EXERCISE GOAL:
Please repeat the records below exactly, from the first line through the line containing "content of a file.", and nothing more.

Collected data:
//! Outgoing prompt composition.
//!
//! Every call to a backend goes through the same shaping steps:
//!
//! 1. a system preamble pinning the participant's role (when roles are enabled and the
//!    role is not the default one),
//! 2. the global pre/post instructions wrapped around the latest user turn, plus an
//!    output-length hint when a cap is configured,
//! 3. after the reply arrives, a hard truncation to the cap. The hint is advisory, the
//!    truncation is what guarantees the bound.
//!
//! Attachments are flattened here as well: text files become fenced blocks appended to
//! the prompt, images ride along in the message `images` array.

use serde::{Deserialize, Serialize};

use crate::autonomous::TranscriptEntry;
use crate::client_wrapper::{Message, Role};
use crate::config::ChatConfiguration;
use crate::roles::is_default_role;

/// Marker appended to truncated replies.
pub const ELLIPSIS: char = '…';

/// Payload of an [`Attachment`].
#[derive(Clone, Debug, PartialEq, Eq, Serialize, Deserialize)]
#[serde(tag = "type", content = "data", rename_all = "lowercase")]
pub enum AttachmentKind {
    /// Decoded text content of a file.
    Text(String),
    /// Base64 encoded image bytes.
    Image(String),
}

/// A file submitted together with a message.
#[derive(Clone, Debug, PartialEq, Eq, Serialize, Deserialize)]
pub struct Attachment {
    pub name: String,
    pub mime_type: String,
    pub kind: AttachmentKind,
}

impl Attachment {
    pub fn text(name: impl Into<String>, mime_type: impl Into<String>, content: impl Into<String>) -> Self {
        Self {
            name: name.into(),
            mime_type: mime_type.into(),
            kind: AttachmentKind::Text(content.into()),
        }
    }

    pub fn image(name: impl Into<String>, mime_type: impl Into<String>, base64: impl Into<String>) -> Self {
        Self {
            name: name.into(),
            mime_type: mime_type.into(),
            kind: AttachmentKind::Image(base64.into()),
        }
    }
}

/// Merge text attachments into `text` as labelled fenced blocks.
///
/// ```rust
/// use multillama::prompt::{flatten_attachments, Attachment};
///
/// let merged = flatten_attachments(
///     "Review this",
///     &[Attachment::text("main.rs", "text/x-rust", "fn main() {}")],
/// );
/// assert_eq!(merged, "Review this\n\nAttachment: main.rs (text/x-rust)\n```\nfn main() {}\n```");
/// ```
pub fn flatten_attachments(text: &str, attachments: &[Attachment]) -> String {
    let mut parts: Vec<String> = Vec::new();
    let trimmed = text.trim();
    if !trimmed.is_empty() {
        parts.push(trimmed.to_string());
    }
    for attachment in attachments {
        match &attachment.kind {
            AttachmentKind::Text(content) => parts.push(format!(
                "Attachment: {} ({})\n```\n{}\n```",
                attachment.name,
                attachment.mime_type,
                content.trim_end()
            )),
            AttachmentKind::Image(_) => parts.push(format!("Image attached: {}", attachment.name)),
        }
    }
    parts.join("\n\n")
}

/// Base64 payloads of the image attachments, in submission order.
pub fn image_payloads(attachments: &[Attachment]) -> Vec<String> {
    attachments
        .iter()
        .filter_map(|a| match &a.kind {
            AttachmentKind::Image(data) => Some(data.clone()),
            AttachmentKind::Text(_) => None,
        })
        .collect()
}

/// System preamble for a participant role. `None` when roles are disabled or the role is
/// the default.
pub fn role_instruction(role: &str, roles_enabled: bool) -> Option<String> {
    if !roles_enabled || is_default_role(role) {
        return None;
    }
    let role = role.trim();
    Some(format!(
        "You are acting as the {role} in this conversation. Stay in that role for every \
         answer and respond consistently from the perspective of a {role}."
    ))
}

/// Wrap `base` with the configured pre/post instructions and the output-length hint.
/// Returns `base` untouched when the configuration is disabled.
pub fn apply_chat_configuration(base: &str, config: &ChatConfiguration) -> String {
    if !config.enabled {
        return base.to_string();
    }
    let mut parts: Vec<String> = Vec::new();
    let pre = config.pre_prompt.trim();
    let post = config.post_prompt.trim();
    if !pre.is_empty() {
        parts.push(pre.to_string());
    }
    parts.push(base.to_string());
    if !post.is_empty() {
        parts.push(post.to_string());
    }
    if let Some(max) = config.effective_max_output_length() {
        parts.push(format!(
            "Output limit: Keep your final response under {} characters.",
            max
        ));
    }
    parts.join("\n\n").trim().to_string()
}

/// Hard-truncate `output` to `max` characters followed by [`ELLIPSIS`].
///
/// ```rust
/// use multillama::prompt::apply_output_length_limit;
///
/// assert_eq!(apply_output_length_limit("abcdefghijklmnopqrst", Some(10)), "abcdefghij…");
/// assert_eq!(apply_output_length_limit("short", Some(10)), "short");
/// assert_eq!(apply_output_length_limit("no cap", None), "no cap");
/// ```
pub fn apply_output_length_limit(output: &str, max: Option<usize>) -> String {
    let Some(max) = max.filter(|m| *m > 0) else {
        return output.to_string();
    };
    if output.chars().count() <= max {
        return output.to_string();
    }
    let head: String = output.chars().take(max).collect();
    let mut truncated = head.trim_end().to_string();
    truncated.push(ELLIPSIS);
    truncated
}

/// Assemble the message list for one backend call.
///
/// `history` is the participant's conversation as it should be sent; its last user
/// message is rewritten with the chat configuration. Synthesized error replies are
/// left out so a previous failure does not leak into the next call.
pub fn build_request_messages(
    role: &str,
    roles_enabled: bool,
    history: &[Message],
    chat_config: &ChatConfiguration,
) -> Vec<Message> {
    let mut messages = Vec::with_capacity(history.len() + 1);
    if let Some(instruction) = role_instruction(role, roles_enabled) {
        messages.push(Message::system(instruction));
    }

    let last_user = history.iter().rposition(|m| m.role == Role::User);
    for (index, message) in history.iter().enumerate() {
        if message.role == Role::Assistant && is_error_reply(&message.content) {
            continue;
        }
        if Some(index) == last_user {
            let mut wrapped = message.clone();
            wrapped.content = apply_chat_configuration(&message.content, chat_config);
            messages.push(wrapped);
        } else {
            messages.push(message.clone());
        }
    }
    messages
}

/// Text of the synthesized reply recorded when a participant call fails.
pub fn error_reply(model_name: &str, detail: &str) -> String {
    format!("Error: Could not get response from {}: {}", model_name, detail)
}

fn is_error_reply(content: &str) -> bool {
    content.starts_with("Error: Could not get response from ")
}

/// Build the user turn for one autonomous round-robin step.
///
/// Quotes at most `window` of the most recent transcript entries and says how many
/// earlier ones were left out.
pub fn compose_turn_prompt(
    participant_names: &[String],
    transcript: &[TranscriptEntry],
    window: usize,
    current_speaker: &str,
) -> String {
    let window = window.max(1);
    let omitted = transcript.len().saturating_sub(window);
    let mut prompt = String::new();

    prompt.push_str("You are taking part in a group conversation between several AI models.\n");
    prompt.push_str("Participants in this room: ");
    prompt.push_str(&participant_names.join(", "));
    prompt.push_str("\n\nConversation so far:\n");
    if omitted > 0 {
        prompt.push_str(&format!("({} earlier messages omitted)\n", omitted));
    }
    for entry in &transcript[omitted..] {
        prompt.push_str(&format!("{}: {}\n", entry.speaker, entry.content.trim()));
    }

    match transcript.last() {
        Some(latest) => prompt.push_str(&format!(
            "\nThe latest message is from {}.\n",
            latest.speaker
        )),
        None => prompt.push('\n'),
    }
    prompt.push_str(&format!(
        "You are {}. Respond as {} to the latest message, continuing the conversation. \
         Do not prefix your reply with your name.",
        current_speaker, current_speaker
    ));
    prompt
}

#[cfg(test)]
mod tests {
    use super::*;

    fn enabled(pre: &str, post: &str, max: Option<usize>) -> ChatConfiguration {
        ChatConfiguration {
            enabled: true,
            pre_prompt: pre.to_string(),
            post_prompt: post.to_string(),
            max_output_length: max,
        }
    }

    #[test]
    fn test_chat_configuration_wraps_prompt() {
        let config = enabled(" Be brief. ", "Answer in English.", Some(200));
        assert_eq!(
            apply_chat_configuration("What is Rust?", &config),
            "Be brief.\n\nWhat is Rust?\n\nAnswer in English.\n\n\
             Output limit: Keep your final response under 200 characters."
        );
    }

    #[test]
    fn test_disabled_chat_configuration_is_identity() {
        let mut config = enabled("pre", "post", Some(5));
        config.enabled = false;
        assert_eq!(apply_chat_configuration("hello", &config), "hello");
    }

    #[test]
    fn test_output_limit_counts_characters() {
        assert_eq!(apply_output_length_limit("ééééé", Some(3)), "ééé…");
        assert_eq!(apply_output_length_limit("abc   def", Some(5)), "abc…");
    }

    #[test]
    fn test_role_instruction_skips_default_role() {
        assert!(role_instruction("General", true).is_none());
        assert!(role_instruction("Tester", false).is_none());
        assert!(role_instruction("Tester", true).unwrap().contains("Tester"));
    }

    #[test]
    fn test_build_request_messages() {
        let history = vec![
            Message::user("first"),
            Message::assistant(error_reply("m", "boom")),
            Message::user("second").with_images(vec!["aGk=".to_string()]),
        ];
        let messages =
            build_request_messages("Reviewer", true, &history, &enabled("PRE", "", None));
        assert_eq!(messages.len(), 3);
        assert_eq!(messages[0].role, Role::System);
        assert_eq!(messages[1].content, "first");
        assert_eq!(messages[2].content, "PRE\n\nsecond");
        assert_eq!(messages[2].images, vec!["aGk=".to_string()]);
    }

    #[test]
    fn test_image_attachments_are_not_inlined() {
        let attachments = vec![
            Attachment::image("cat.png", "image/png", "Y2F0"),
            Attachment::text("notes.txt", "text/plain", "remember\n"),
        ];
        let merged = flatten_attachments("", &attachments);
        assert!(merged.starts_with("Image attached: cat.png"));
        assert!(merged.contains("```\nremember\n```"));
        assert_eq!(image_payloads(&attachments), vec!["Y2F0".to_string()]);
    }

    #[test]
    fn test_turn_prompt_windows_transcript() {
        let transcript: Vec<TranscriptEntry> = (0..5)
            .map(|i| TranscriptEntry::new(format!("s{}", i), format!("line {}", i)))
            .collect();
        let names = vec!["a".to_string(), "b".to_string()];
        let prompt = compose_turn_prompt(&names, &transcript, 2, "a");
        assert!(prompt.contains("Participants in this room: a, b"));
        assert!(prompt.contains("(3 earlier messages omitted)"));
        assert!(!prompt.contains("line 2"));
        assert!(prompt.contains("s4: line 4"));
        assert!(prompt.contains("The latest message is from s4."));
        assert!(prompt.contains("Respond as a"));
    }
}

EXERCISE ANSWER:
//! Outgoing prompt composition.
//!
//! Every call to a backend goes through the same shaping steps:
//!
//! 1. a system preamble pinning the participant's role (when roles are enabled and the
//!    role is not the default one),
//! 2. the global pre/post instructions wrapped around the latest user turn, plus an
//!    output-length hint when a cap is configured,
//! 3. after the reply arrives, a hard truncation to the cap. The hint is advisory, the
//!    truncation is what guarantees the bound.
//!
//! Attachments are flattened here as well: text files become fenced blocks appended to
//! the prompt, images ride along in the message `images` array.

use serde::{Deserialize, Serialize};

use crate::autonomous::TranscriptEntry;
use crate::client_wrapper::{Message, Role};
use crate::config::ChatConfiguration;
use crate::roles::is_default_role;

/// Marker appended to truncated replies.
pub const ELLIPSIS: char = '…';

/// Payload of an [`Attachment`].
#[derive(Clone, Debug, PartialEq, Eq, Serialize, Deserialize)]
#[serde(tag = "type", content = "data", rename_all = "lowercase")]
pub enum AttachmentKind {
    /// Decoded text content of a file.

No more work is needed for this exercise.